§ **Exercise directions**
Starting with the line containing "db_path = args[i" and going on through the line containing "let absents = generate_absents(&employees, today);", return the lines of the data below exactly, and only those.

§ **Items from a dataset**
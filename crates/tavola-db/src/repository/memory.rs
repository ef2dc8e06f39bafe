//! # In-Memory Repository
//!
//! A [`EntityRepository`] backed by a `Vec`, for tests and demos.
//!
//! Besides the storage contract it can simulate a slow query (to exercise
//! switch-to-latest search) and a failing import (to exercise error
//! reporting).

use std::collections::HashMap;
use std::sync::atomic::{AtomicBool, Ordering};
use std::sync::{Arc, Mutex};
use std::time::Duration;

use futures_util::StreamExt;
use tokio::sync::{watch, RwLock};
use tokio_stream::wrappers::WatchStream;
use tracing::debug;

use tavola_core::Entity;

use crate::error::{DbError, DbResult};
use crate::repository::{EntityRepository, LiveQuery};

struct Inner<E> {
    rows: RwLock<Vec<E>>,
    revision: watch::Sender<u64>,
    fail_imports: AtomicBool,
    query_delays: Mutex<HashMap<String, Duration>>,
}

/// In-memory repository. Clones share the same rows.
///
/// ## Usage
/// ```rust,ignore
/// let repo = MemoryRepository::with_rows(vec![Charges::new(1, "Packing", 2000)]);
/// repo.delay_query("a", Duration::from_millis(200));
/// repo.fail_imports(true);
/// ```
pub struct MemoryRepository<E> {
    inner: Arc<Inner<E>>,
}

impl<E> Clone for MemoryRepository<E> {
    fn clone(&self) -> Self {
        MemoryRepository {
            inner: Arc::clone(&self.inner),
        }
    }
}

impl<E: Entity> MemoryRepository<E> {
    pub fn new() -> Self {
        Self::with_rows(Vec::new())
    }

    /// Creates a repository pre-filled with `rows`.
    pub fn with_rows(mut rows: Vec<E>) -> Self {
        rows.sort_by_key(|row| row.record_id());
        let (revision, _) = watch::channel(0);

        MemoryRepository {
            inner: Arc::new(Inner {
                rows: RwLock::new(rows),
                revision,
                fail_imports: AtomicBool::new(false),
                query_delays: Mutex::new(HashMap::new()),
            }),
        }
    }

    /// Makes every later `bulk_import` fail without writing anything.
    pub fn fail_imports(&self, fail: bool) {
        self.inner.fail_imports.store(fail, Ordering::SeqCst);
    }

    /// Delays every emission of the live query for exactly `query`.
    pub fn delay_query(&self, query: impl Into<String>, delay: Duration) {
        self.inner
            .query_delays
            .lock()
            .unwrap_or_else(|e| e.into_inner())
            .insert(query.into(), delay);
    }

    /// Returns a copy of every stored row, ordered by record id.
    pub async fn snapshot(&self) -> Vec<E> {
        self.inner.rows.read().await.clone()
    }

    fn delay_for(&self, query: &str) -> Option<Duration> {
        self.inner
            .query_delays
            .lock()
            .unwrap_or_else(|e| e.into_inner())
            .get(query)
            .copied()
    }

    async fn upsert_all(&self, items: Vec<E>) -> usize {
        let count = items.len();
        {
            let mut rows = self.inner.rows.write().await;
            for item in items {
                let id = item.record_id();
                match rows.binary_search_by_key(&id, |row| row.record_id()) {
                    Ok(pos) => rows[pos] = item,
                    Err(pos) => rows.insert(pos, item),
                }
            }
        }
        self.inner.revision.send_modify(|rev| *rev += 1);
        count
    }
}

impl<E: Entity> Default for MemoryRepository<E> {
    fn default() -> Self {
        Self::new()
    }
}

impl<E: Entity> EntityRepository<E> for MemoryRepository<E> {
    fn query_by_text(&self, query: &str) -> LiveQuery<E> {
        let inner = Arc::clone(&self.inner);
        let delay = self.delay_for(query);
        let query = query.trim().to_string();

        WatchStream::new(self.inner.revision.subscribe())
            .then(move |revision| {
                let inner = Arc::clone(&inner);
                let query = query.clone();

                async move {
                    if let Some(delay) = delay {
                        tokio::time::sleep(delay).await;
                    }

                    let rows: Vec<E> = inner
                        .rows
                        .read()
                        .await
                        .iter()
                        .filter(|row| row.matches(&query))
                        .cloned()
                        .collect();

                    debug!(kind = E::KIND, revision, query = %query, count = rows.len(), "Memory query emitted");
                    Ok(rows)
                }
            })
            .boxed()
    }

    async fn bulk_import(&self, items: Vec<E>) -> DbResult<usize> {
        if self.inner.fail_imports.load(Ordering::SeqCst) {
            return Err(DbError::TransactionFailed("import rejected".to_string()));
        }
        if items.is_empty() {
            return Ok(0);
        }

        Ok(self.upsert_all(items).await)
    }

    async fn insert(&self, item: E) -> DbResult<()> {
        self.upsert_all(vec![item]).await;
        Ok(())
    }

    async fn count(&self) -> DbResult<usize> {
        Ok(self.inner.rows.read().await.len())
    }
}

---

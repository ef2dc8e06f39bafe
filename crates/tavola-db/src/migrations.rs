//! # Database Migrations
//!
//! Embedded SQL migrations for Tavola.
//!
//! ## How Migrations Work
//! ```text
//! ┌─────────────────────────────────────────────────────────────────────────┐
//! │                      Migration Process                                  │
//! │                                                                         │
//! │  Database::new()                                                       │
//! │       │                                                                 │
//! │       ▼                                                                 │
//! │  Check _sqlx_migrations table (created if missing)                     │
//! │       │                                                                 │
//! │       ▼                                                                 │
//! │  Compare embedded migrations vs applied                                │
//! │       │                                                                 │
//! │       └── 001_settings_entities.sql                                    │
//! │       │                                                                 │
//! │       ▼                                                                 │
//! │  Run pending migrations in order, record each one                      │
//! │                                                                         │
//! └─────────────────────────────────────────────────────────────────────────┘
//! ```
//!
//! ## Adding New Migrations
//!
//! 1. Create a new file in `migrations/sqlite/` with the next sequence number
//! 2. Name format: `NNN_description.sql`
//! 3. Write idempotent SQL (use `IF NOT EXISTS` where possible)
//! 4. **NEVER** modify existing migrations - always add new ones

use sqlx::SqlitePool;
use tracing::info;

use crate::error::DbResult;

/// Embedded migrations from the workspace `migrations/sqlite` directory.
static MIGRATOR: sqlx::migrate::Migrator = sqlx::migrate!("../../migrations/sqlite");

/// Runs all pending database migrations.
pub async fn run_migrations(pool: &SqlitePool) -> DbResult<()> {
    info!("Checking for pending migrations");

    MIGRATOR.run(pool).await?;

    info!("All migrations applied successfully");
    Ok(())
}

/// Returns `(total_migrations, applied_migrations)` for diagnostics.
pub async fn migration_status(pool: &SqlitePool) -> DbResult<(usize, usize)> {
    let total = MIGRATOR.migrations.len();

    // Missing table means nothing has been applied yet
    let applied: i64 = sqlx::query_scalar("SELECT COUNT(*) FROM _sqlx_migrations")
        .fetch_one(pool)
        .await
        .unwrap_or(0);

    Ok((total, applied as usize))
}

...

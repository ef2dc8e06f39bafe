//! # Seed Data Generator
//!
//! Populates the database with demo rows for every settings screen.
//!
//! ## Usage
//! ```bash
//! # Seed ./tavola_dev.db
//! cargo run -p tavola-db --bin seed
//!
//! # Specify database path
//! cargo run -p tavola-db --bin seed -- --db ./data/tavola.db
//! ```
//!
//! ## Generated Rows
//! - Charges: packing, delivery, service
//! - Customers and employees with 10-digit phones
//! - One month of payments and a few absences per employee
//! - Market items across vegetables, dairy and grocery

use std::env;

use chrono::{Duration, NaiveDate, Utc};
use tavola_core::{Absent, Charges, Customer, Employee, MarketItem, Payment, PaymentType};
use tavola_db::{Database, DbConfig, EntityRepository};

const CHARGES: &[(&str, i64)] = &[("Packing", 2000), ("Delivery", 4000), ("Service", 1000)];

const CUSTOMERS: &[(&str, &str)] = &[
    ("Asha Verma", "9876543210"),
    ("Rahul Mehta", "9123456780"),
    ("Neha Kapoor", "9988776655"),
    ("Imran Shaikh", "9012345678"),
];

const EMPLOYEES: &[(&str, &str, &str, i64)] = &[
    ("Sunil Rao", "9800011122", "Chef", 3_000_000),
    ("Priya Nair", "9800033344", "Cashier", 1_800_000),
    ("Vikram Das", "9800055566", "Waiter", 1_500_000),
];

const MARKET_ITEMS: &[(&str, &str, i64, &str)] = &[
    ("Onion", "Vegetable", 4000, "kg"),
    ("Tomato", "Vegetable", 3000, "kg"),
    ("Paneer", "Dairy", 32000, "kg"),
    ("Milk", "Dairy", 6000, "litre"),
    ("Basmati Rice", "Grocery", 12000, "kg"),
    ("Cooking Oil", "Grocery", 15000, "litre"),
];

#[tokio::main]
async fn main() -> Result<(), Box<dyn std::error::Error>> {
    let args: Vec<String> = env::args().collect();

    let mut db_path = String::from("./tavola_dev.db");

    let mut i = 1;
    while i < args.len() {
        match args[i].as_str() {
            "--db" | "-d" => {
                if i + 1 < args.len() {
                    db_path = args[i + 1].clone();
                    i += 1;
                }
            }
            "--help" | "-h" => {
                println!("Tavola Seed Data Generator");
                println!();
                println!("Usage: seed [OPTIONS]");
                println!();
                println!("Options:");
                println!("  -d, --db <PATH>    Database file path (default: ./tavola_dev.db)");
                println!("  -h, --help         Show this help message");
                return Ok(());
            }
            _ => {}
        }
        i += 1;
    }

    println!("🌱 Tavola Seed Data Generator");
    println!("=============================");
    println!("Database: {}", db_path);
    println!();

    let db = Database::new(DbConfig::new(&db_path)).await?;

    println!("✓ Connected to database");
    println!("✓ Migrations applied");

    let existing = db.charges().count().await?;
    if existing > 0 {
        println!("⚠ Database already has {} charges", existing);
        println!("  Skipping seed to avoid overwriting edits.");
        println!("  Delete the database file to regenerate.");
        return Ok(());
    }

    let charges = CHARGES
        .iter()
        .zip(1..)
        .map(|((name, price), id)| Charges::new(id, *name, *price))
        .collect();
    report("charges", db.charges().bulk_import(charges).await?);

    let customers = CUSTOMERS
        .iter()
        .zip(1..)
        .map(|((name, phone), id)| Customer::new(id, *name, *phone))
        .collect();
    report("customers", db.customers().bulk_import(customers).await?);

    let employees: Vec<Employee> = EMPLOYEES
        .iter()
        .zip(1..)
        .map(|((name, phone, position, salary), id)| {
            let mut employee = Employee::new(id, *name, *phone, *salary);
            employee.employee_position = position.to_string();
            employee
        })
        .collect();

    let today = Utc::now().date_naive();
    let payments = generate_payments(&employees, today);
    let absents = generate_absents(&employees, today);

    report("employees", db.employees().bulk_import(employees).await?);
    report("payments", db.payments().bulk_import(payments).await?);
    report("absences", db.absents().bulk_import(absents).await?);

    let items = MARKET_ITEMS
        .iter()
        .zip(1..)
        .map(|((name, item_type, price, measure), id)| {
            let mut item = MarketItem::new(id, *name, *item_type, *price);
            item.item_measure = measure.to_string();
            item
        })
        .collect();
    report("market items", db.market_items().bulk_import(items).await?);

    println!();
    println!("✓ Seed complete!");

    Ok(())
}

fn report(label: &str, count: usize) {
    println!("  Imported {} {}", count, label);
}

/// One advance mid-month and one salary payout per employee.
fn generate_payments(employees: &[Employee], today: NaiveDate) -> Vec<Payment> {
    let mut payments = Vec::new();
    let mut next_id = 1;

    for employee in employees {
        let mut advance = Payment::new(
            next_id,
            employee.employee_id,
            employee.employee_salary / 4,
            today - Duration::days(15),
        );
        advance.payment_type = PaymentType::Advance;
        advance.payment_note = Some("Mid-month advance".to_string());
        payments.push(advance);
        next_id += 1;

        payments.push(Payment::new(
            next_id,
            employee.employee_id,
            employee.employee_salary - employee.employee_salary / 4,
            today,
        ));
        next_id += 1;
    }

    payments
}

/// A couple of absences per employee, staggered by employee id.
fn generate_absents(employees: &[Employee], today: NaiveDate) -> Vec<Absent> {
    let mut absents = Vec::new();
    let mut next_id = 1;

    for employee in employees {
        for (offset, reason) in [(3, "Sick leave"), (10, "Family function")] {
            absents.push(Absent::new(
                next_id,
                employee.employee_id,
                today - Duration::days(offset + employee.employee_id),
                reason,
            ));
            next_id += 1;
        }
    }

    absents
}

§ **Problem solution**
                    db_path = args[i + 1].clone();
                    i += 1;
                }
            }
            "--help" | "-h" => {
                println!("Tavola Seed Data Generator");
                println!();
                println!("Usage: seed [OPTIONS]");
                println!();
                println!("Options:");
                println!("  -d, --db <PATH>    Database file path (default: ./tavola_dev.db)");
                println!("  -h, --help         Show this help message");
                return Ok(());
            }
            _ => {}
        }
        i += 1;
    }

    println!("🌱 Tavola Seed Data Generator");
    println!("=============================");
    println!("Database: {}", db_path);
    println!();

    let db = Database::new(DbConfig::new(&db_path)).await?;

    println!("✓ Connected to database");
    println!("✓ Migrations applied");

    let existing = db.charges().count().await?;
    if existing > 0 {
        println!("⚠ Database already has {} charges", existing);
        println!("  Skipping seed to avoid overwriting edits.");
        println!("  Delete the database file to regenerate.");
        return Ok(());
    }

    let charges = CHARGES
        .iter()
        .zip(1..)
        .map(|((name, price), id)| Charges::new(id, *name, *price))
        .collect();
    report("charges", db.charges().bulk_import(charges).await?);

    let customers = CUSTOMERS
        .iter()
        .zip(1..)
        .map(|((name, phone), id)| Customer::new(id, *name, *phone))
        .collect();
    report("customers", db.customers().bulk_import(customers).await?);

    let employees: Vec<Employee> = EMPLOYEES
        .iter()
        .zip(1..)
        .map(|((name, phone, position, salary), id)| {
            let mut employee = Employee::new(id, *name, *phone, *salary);
            employee.employee_position = position.to_string();
            employee
        })
        .collect();

    let today = Utc::now().date_naive();
    let payments = generate_payments(&employees, today);
    let absents = generate_absents(&employees, today);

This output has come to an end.